▸ **Work required**: The records below need to be restated word for word.

▸ **Data extracts**:

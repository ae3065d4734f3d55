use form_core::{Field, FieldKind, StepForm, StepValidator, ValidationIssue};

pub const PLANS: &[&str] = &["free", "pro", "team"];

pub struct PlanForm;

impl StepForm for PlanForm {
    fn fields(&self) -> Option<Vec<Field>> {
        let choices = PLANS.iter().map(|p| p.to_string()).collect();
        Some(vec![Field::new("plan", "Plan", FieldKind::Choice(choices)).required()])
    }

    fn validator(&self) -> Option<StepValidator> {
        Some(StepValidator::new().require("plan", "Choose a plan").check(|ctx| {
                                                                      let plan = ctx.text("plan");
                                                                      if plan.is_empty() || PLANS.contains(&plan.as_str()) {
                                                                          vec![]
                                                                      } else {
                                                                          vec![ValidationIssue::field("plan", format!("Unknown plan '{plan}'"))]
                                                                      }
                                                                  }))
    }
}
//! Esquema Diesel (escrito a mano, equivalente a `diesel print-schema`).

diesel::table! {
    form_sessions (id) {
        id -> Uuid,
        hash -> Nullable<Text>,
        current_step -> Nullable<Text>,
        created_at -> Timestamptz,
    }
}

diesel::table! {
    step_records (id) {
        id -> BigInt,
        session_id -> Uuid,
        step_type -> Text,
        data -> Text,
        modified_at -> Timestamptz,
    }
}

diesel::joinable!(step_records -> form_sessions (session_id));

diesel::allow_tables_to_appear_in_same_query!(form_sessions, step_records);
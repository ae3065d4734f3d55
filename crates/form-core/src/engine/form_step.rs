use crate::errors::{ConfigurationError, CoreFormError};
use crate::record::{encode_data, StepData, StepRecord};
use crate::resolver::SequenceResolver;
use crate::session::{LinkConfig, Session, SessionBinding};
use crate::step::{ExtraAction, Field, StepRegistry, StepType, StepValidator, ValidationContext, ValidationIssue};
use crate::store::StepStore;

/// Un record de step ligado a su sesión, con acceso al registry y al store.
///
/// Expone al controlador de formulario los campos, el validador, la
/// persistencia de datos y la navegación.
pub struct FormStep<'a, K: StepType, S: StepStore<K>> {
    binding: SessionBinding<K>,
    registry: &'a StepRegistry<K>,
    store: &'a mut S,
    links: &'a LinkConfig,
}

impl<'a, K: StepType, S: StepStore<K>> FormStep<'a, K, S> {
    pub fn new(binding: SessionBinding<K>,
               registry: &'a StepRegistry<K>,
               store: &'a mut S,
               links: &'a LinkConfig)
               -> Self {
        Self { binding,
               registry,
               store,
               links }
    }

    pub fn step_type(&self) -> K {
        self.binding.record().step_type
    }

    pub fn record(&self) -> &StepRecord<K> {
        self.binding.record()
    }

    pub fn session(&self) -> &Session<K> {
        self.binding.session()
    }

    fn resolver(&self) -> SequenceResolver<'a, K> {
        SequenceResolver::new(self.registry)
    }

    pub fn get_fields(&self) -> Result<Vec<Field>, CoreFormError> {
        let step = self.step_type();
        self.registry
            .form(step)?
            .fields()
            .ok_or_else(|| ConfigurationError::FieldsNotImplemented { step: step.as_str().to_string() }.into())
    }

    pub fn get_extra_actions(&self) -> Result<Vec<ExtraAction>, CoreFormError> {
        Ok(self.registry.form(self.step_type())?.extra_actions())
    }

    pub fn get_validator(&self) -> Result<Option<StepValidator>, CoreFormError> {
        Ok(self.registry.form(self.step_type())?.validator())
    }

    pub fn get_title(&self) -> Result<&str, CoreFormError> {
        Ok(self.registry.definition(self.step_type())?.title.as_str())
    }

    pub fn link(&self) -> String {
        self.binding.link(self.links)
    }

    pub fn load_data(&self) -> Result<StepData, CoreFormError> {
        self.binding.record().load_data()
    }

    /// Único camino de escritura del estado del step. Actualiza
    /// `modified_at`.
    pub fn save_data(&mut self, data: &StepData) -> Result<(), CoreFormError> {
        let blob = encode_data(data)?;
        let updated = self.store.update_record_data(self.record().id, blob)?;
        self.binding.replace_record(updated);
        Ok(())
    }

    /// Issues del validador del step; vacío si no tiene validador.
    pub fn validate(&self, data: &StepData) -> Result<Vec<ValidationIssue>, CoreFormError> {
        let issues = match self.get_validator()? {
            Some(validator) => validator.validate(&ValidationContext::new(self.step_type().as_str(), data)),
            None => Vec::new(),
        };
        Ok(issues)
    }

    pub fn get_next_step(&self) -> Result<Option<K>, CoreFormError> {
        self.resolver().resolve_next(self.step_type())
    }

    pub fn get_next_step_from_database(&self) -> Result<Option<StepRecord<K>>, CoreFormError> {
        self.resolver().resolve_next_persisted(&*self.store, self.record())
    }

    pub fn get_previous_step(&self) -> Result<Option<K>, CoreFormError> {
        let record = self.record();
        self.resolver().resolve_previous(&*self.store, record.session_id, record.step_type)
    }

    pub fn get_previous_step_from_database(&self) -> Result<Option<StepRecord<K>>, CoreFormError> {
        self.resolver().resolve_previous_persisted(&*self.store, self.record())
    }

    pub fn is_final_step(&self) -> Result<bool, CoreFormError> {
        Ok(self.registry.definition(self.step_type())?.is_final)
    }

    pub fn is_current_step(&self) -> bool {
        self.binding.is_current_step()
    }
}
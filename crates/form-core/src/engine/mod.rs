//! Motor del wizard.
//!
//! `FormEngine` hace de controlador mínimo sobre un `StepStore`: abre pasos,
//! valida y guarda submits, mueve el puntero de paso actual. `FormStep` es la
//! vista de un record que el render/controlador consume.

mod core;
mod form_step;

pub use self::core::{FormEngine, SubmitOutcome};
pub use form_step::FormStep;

▸ **Finished exercise**:
repository ae3065d4734f3d55
use form_core::{Field, FieldKind, StepForm, StepValidator, ValidationIssue};

pub const PLANS: &[&str] = &["free", "pro", "team"];

pub struct PlanForm;

impl StepForm for PlanForm {
    fn fields(&self) -> Option<Vec<Field>> {
        let choices = PLANS.iter().map(|p| p.to_string()).collect();
        Some(vec![Field::new("plan", "Plan", FieldKind::Choice(choices)).required()])
    }

    fn validator(&self) -> Option<StepValidator> {
        Some(StepValidator::new().require("plan", "Choose a plan").check(|ctx| {
                                                                      let plan = ctx.text("plan");
                                                                      if plan.is_empty() || PLANS.contains(&plan.as_str()) {
                                                                          vec![]
                                                                      } else {
                                                                          vec![ValidationIssue::field("plan", format!("Unknown plan '{plan}'"))]
                                                                      }
                                                                  }))
    }
}
//! Esquema Diesel (escrito a mano, equivalente a `diesel print-schema`).

diesel::table! {
    form_sessions (id) {
        id -> Uuid,
        hash -> Nullable<Text>,
        current_step -> Nullable<Text>,
        created_at -> Timestamptz,
    }
}

diesel::table! {
    step_records (id) {
        id -> BigInt,
        session_id -> Uuid,
        step_type -> Text,
        data -> Text,
        modified_at -> Timestamptz,
    }
}

diesel::joinable!(step_records -> form_sessions (session_id));

diesel::allow_tables_to_appear_in_same_query!(form_sessions, step_records);
repository ae3065d4734f3d55
filename crates/form-core/src/engine/form_step.rs
use crate::errors::{ConfigurationError, CoreFormError};
use crate::record::{encode_data, StepData, StepRecord};
use crate::resolver::SequenceResolver;
use crate::session::{LinkConfig, Session, SessionBinding};
use crate::step::{ExtraAction, Field, StepRegistry, StepType, StepValidator, ValidationContext, ValidationIssue};
use crate::store::StepStore;

/// Un record de step ligado a su sesión, con acceso al registry y al store.
///
/// Expone al controlador de formulario los campos, el validador, la
/// persistencia de datos y la navegación.
pub struct FormStep<'a, K: StepType, S: StepStore<K>> {
    binding: SessionBinding<K>,
    registry: &'a StepRegistry<K>,
    store: &'a mut S,
    links: &'a LinkConfig,
}

impl<'a, K: StepType, S: StepStore<K>> FormStep<'a, K, S> {
    pub fn new(binding: SessionBinding<K>,
               registry: &'a StepRegistry<K>,
               store: &'a mut S,
               links: &'a LinkConfig)
               -> Self {
        Self { binding,
               registry,
               store,
               links }
    }

    pub fn step_type(&self) -> K {
        self.binding.record().step_type
    }

    pub fn record(&self) -> &StepRecord<K> {
        self.binding.record()
    }

    pub fn session(&self) -> &Session<K> {
        self.binding.session()
    }

    fn resolver(&self) -> SequenceResolver<'a, K> {
        SequenceResolver::new(self.registry)
    }

    pub fn get_fields(&self) -> Result<Vec<Field>, CoreFormError> {
        let step = self.step_type();
        self.registry
            .form(step)?
            .fields()
            .ok_or_else(|| ConfigurationError::FieldsNotImplemented { step: step.as_str().to_string() }.into())
    }

    pub fn get_extra_actions(&self) -> Result<Vec<ExtraAction>, CoreFormError> {
        Ok(self.registry.form(self.step_type())?.extra_actions())
    }

    pub fn get_validator(&self) -> Result<Option<StepValidator>, CoreFormError> {
        Ok(self.registry.form(self.step_type())?.validator())
    }

    pub fn get_title(&self) -> Result<&str, CoreFormError> {
        Ok(self.registry.definition(self.step_type())?.title.as_str())
    }

    pub fn link(&self) -> String {
        self.binding.link(self.links)
    }

    pub fn load_data(&self) -> Result<StepData, CoreFormError> {
        self.binding.record().load_data()
    }

    /// Único camino de escritura del estado del step. Actualiza
    /// `modified_at`.
    pub fn save_data(&mut self, data: &StepData) -> Result<(), CoreFormError> {
        let blob = encode_data(data)?;
        let updated = self.store.update_record_data(self.record().id, blob)?;
        self.binding.replace_record(updated);
        Ok(())
    }

    /// Issues del validador del step; vacío si no tiene validador.
    pub fn validate(&self, data: &StepData) -> Result<Vec<ValidationIssue>, CoreFormError> {
        let issues = match self.get_validator()? {
            Some(validator) => validator.validate(&ValidationContext::new(self.step_type().as_str(), data)),
            None => Vec::new(),
        };
        Ok(issues)
    }

    pub fn get_next_step(&self) -> Result<Option<K>, CoreFormError> {
        self.resolver().resolve_next(self.step_type())
    }

    pub fn get_next_step_from_database(&self) -> Result<Option<StepRecord<K>>, CoreFormError> {
        self.resolver().resolve_next_persisted(&*self.store, self.record())
    }

    pub fn get_previous_step(&self) -> Result<Option<K>, CoreFormError> {
        let record = self.record();
        self.resolver().resolve_previous(&*self.store, record.session_id, record.step_type)
    }

    pub fn get_previous_step_from_database(&self) -> Result<Option<StepRecord<K>>, CoreFormError> {
        self.resolver().resolve_previous_persisted(&*self.store, self.record())
    }

    pub fn is_final_step(&self) -> Result<bool, CoreFormError> {
        Ok(self.registry.definition(self.step_type())?.is_final)
    }

    pub fn is_current_step(&self) -> bool {
        self.binding.is_current_step()
    }
}
filename crates/form-core/src/engine/mod.rs
//! Motor del wizard.
//!
//! `FormEngine` hace de controlador mínimo sobre un `StepStore`: abre pasos,
//! valida y guarda submits, mueve el puntero de paso actual. `FormStep` es la
//! vista de un record que el render/controlador consume.

mod core;
mod form_step;

pub use self::core::{FormEngine, SubmitOutcome};
pub use form_step::FormStep;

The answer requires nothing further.